• [WHAT IS REQUIRED] Determine how many lines below contain the string "flattened" and give that number without anything else.

Stored records:
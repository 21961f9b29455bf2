//! VM analysis: turns a parsed `Ast` plus the raw source text into handler
//! opcodes, a flattened constant pool, and the resolved encryption key —
//! everything the reconstructor needs, bundled per invocation.

mod constants;
mod encryption;
mod handlers;
mod inference;
mod opcode;
mod render;
mod stats;
mod symbolic;
mod types;

pub use constants::{extract_constants, DecryptReport};
pub use encryption::{discover as discover_encryption, has_encrypted_strings};
pub use handlers::extract_handlers;
pub use inference::{infer_opcode, CascadeRule};
pub use opcode::{OpCode, OpMode};
pub use render::{render_block, render_expr};
pub use stats::AnalyzerStats;
pub use types::{ConstantValue, LuaNumber, VMConstant, VMHandler, VMInstruction};

use crate::ast::Ast;
use crate::decrypt::{EncryptionInfo, Method};

/// What the caller already knows going in: a forced method/key (from CLI
/// flags) short-circuits the auto-detection scan.
#[derive(Debug, Clone, Default)]
pub struct AnalyzeOptions {
    pub method: Method,
    pub key: Option<Vec<u8>>,
}

/// Everything recovered from one source file: handlers with inferred
/// opcodes, the flattened constant pool, and the session's decryption
/// parameters (`None` when nothing looked encrypted).
#[derive(Debug, Clone)]
pub struct VmContext {
    pub handlers: Vec<VMHandler>,
    pub constants: Vec<VMConstant>,
    pub encryption: Option<EncryptionInfo>,
    pub stats: AnalyzerStats,
    pub decrypt_report: DecryptReport,
}

pub fn analyze(source: &str, ast: &Ast, options: AnalyzeOptions) -> VmContext {
    let encryption = match options.key {
        Some(key) => Some(EncryptionInfo {
            method: options.method,
            key,
            iv: None,
            version: None,
        }),
        None if has_encrypted_strings(ast) => discover_encryption(source, options.method),
        None => None,
    };

    let (handlers, stats) = extract_handlers(ast);
    let (constants, decrypt_report) = extract_constants(ast, encryption.as_ref());

    VmContext {
        handlers,
        constants,
        encryption,
        stats,
        decrypt_report,
    }
}

#[cfg(test)]
mod tests {
    use super::*;
    use crate::lexer::tokenize;
    use crate::parser::parse;

    #[test]
    fn analyze_finds_handlers_and_constants() {
        let src = r#"
            local K = {1, 2, 3, 4, 5, 6}
            function handler_1(a, b) R[0] = R[1] end
        "#;
        let (tokens, _) = tokenize(src.as_bytes());
        let (ast, _, _) = parse(&tokens);
        let ctx = analyze(src, &ast, AnalyzeOptions::default());
        assert_eq!(ctx.handlers.len(), 1);
        assert_eq!(ctx.handlers[0].index, 1);
        assert_eq!(ctx.constants.len(), 6);
        assert!(ctx.encryption.is_none());
    }

    #[test]
    fn analyze_discovers_key_only_when_something_is_encrypted() {
        let src = r#"local key = "this_is_a_long_enough_key""#;
        let (tokens, _) = tokenize(src.as_bytes());
        let (ast, _, _) = parse(&tokens);
        let ctx = analyze(src, &ast, AnalyzeOptions::default());
        assert!(ctx.encryption.is_none());
    }
}
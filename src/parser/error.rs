use crate::ast::Span;

/// A single recoverable or fatal parse failure. Fatal errors ("FATAL") stop
/// parsing outright; recoverable ones are collected and parsing resumes at
/// the next statement boundary.
#[derive(Debug, Clone, PartialEq)]
pub struct ParseError {
    pub at: Span,
    pub expected: String,
    pub got: String,
    pub fatal: bool,
}

impl ParseError {
    pub fn new(at: Span, expected: impl Into<String>, got: impl Into<String>) -> Self {
        ParseError {
            at,
            expected: expected.into(),
            got: got.into(),
            fatal: false,
        }
    }

    pub fn fatal(at: Span, expected: impl Into<String>, got: impl Into<String>) -> Self {
        ParseError {
            at,
            expected: expected.into(),
            got: got.into(),
            fatal: true,
        }
    }
}

impl std::fmt::Display for ParseError {
    fn fmt(&self, f: &mut std::fmt::Formatter<'_>) -> std::fmt::Result {
        write!(
            f,
            "{}:{}: expected {}, got {}",
            self.at.line, self.at.start, self.expected, self.got
        )
    }
}
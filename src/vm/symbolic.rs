//! Bounded symbolic execution: the last resort of the opcode-inference
//! cascade when neither the handler's name nor its first statement's shape
//! gives a direct answer. Walks the handler body step by step, tracking
//! `R[i]`/`K[i]` references, and reports the last fully-completed effect —
//! handler bodies often set up locals before their real effect, so the
//! final recognized statement is the trustworthy one, not the first.

use crate::ast::{BinOp, Block, Expr, ExprKind, Literal, StmtKind};
use crate::vm::opcode::OpCode;

#[derive(Debug, Clone, Copy)]
pub struct SymbolicOptions {
    pub max_steps: usize,
}

impl Default for SymbolicOptions {
    fn default() -> Self {
        SymbolicOptions { max_steps: 1000 }
    }
}

#[derive(Debug, Clone, Copy, PartialEq, Eq)]
pub enum Effect {
    Move { dst: i64, src: i64 },
    LoadK { dst: i64, k: i64 },
    Arith { op: OpCode, dst: i64, lhs: i64, rhs: i64 },
    Call,
    Return,
    Jmp,
}

impl Effect {
    pub fn opcode(self) -> OpCode {
        match self {
            Effect::Move { .. } => OpCode::Move,
            Effect::LoadK { .. } => OpCode::LoadK,
            Effect::Arith { op, .. } => op,
            Effect::Call => OpCode::Call,
            Effect::Return => OpCode::Return,
            Effect::Jmp => OpCode::Jmp,
        }
    }
}

#[derive(Debug, Clone, Default)]
pub struct SymbolicResult {
    pub effects: Vec<Effect>,
    pub inferred_opcode: Option<OpCode>,
    pub steps_used: usize,
    pub truncated: bool,
}

#[derive(Debug, Clone, Copy, PartialEq, Eq)]
enum Ref {
    /// `R[i]` or `K[i]` with a literal integer index.
    Indexed(&'static str, i64),
    /// A register/constant ref whose index wasn't a literal; carried as -1
    /// per the "non-literal index" rule and never turned into an effect.
    Unresolved,
    Other,
}

fn classify_ref(expr: &Expr) -> Ref {
    match &expr.node {
        ExprKind::Binary {
            op: BinOp::Index,
            lhs,
            rhs,
        } => {
            let base = match &lhs.node {
                ExprKind::Identifier { name, .. } if name == "R" => "R",
                ExprKind::Identifier { name, .. } if name == "K" => "K",
                _ => return Ref::Other,
            };
            match &rhs.node {
                ExprKind::Literal(Literal::Int(i)) => Ref::Indexed(base, *i),
                _ => Ref::Unresolved,
            }
        }
        _ => Ref::Other,
    }
}

fn arith_opcode(op: BinOp) -> Option<OpCode> {
    Some(match op {
        BinOp::Add => OpCode::Add,
        BinOp::Sub => OpCode::Sub,
        BinOp::Mul => OpCode::Mul,
        BinOp::Div => OpCode::Div,
        BinOp::Mod => OpCode::Mod,
        BinOp::Pow => OpCode::Pow,
        BinOp::Concat => OpCode::Concat,
        _ => return None,
    })
}

/// Runs the interpreter over `body` up to `options.max_steps` statements,
/// keeping the last recognized effect rather than stopping at the first.
pub fn run(body: &Block, options: SymbolicOptions) -> SymbolicResult {
    let mut result = SymbolicResult::default();
    for stmt in body {
        if result.steps_used >= options.max_steps {
            result.truncated = true;
            break;
        }
        result.steps_used += 1;

        let effect = match &stmt.node {
            StmtKind::Assign {
                targets,
                values,
                is_local: false,
            } if targets.len() == 1 && values.len() == 1 => {
                effect_for_assign(&targets[0], &values[0])
            }
            StmtKind::ExprStmt(Expr {
                node: ExprKind::Call { .. },
                ..
            }) => Some(Effect::Call),
            StmtKind::Return(_) => Some(Effect::Return),
            StmtKind::Goto(_) => Some(Effect::Jmp),
            _ => None,
        };

        if let Some(effect) = effect {
            result.inferred_opcode = Some(effect.opcode());
            result.effects.push(effect);
        }
    }
    result
}

fn effect_for_assign(target: &Expr, value: &Expr) -> Option<Effect> {
    let Ref::Indexed("R", dst) = classify_ref(target) else {
        return None;
    };
    match classify_ref(value) {
        Ref::Indexed("R", src) => Some(Effect::Move { dst, src }),
        Ref::Indexed("K", k) => Some(Effect::LoadK { dst, k }),
        _ => {
            if let ExprKind::Binary { op, lhs, rhs } = &value.node {
                let opcode = arith_opcode(*op)?;
                let lhs_idx = match classify_ref(lhs) {
                    Ref::Indexed(_, i) => i,
                    _ => return None,
                };
                let rhs_idx = match classify_ref(rhs) {
                    Ref::Indexed(_, i) => i,
                    _ => return None,
                };
                Some(Effect::Arith {
                    op: opcode,
                    dst,
                    lhs: lhs_idx,
                    rhs: rhs_idx,
                })
            } else {
                None
            }
        }
    }
}

#[cfg(test)]
mod tests {
    use super::*;
    use crate::lexer::tokenize;
    use crate::parser::parse;

    fn body_of(src: &str) -> Block {
        let (tokens, _) = tokenize(src.as_bytes());
        let (ast, _, _) = parse(&tokens);
        match &ast.body[0].node {
            StmtKind::FunctionDecl { body, .. } => body.body.clone(),
            _ => panic!("expected a function declaration"),
        }
    }

    #[test]
    fn recognizes_move() {
        let body = body_of("function h(a) R[0] = R[1] end");
        let result = run(&body, SymbolicOptions::default());
        assert_eq!(result.inferred_opcode, Some(OpCode::Move));
    }

    #[test]
    fn recognizes_loadk() {
        let body = body_of("function h(a) R[0] = K[2] end");
        let result = run(&body, SymbolicOptions::default());
        assert_eq!(result.inferred_opcode, Some(OpCode::LoadK));
    }

    #[test]
    fn recognizes_arithmetic() {
        let body = body_of("function h(a) R[0] = R[1] + R[2] end");
        let result = run(&body, SymbolicOptions::default());
        assert_eq!(result.inferred_opcode, Some(OpCode::Add));
    }

    #[test]
    fn non_literal_index_is_unresolved_not_crash() {
        let body = body_of("function h(a) R[a] = R[1] end");
        let result = run(&body, SymbolicOptions::default());
        assert_eq!(result.inferred_opcode, None);
    }

    #[test]
    fn recognizes_return() {
        let body = body_of("function h(a) return a end");
        let result = run(&body, SymbolicOptions::default());
        assert_eq!(result.inferred_opcode, Some(OpCode::Return));
    }

    #[test]
    fn keeps_the_last_completed_effect_not_the_first() {
        let body = body_of("function h(a) R[0] = R[1]; R[2] = K[3] end");
        let result = run(&body, SymbolicOptions::default());
        assert_eq!(result.inferred_opcode, Some(OpCode::LoadK));
        assert_eq!(result.effects.last(), Some(&Effect::LoadK { dst: 2, k: 3 }));
    }
}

• [TASK SOLUTION] 2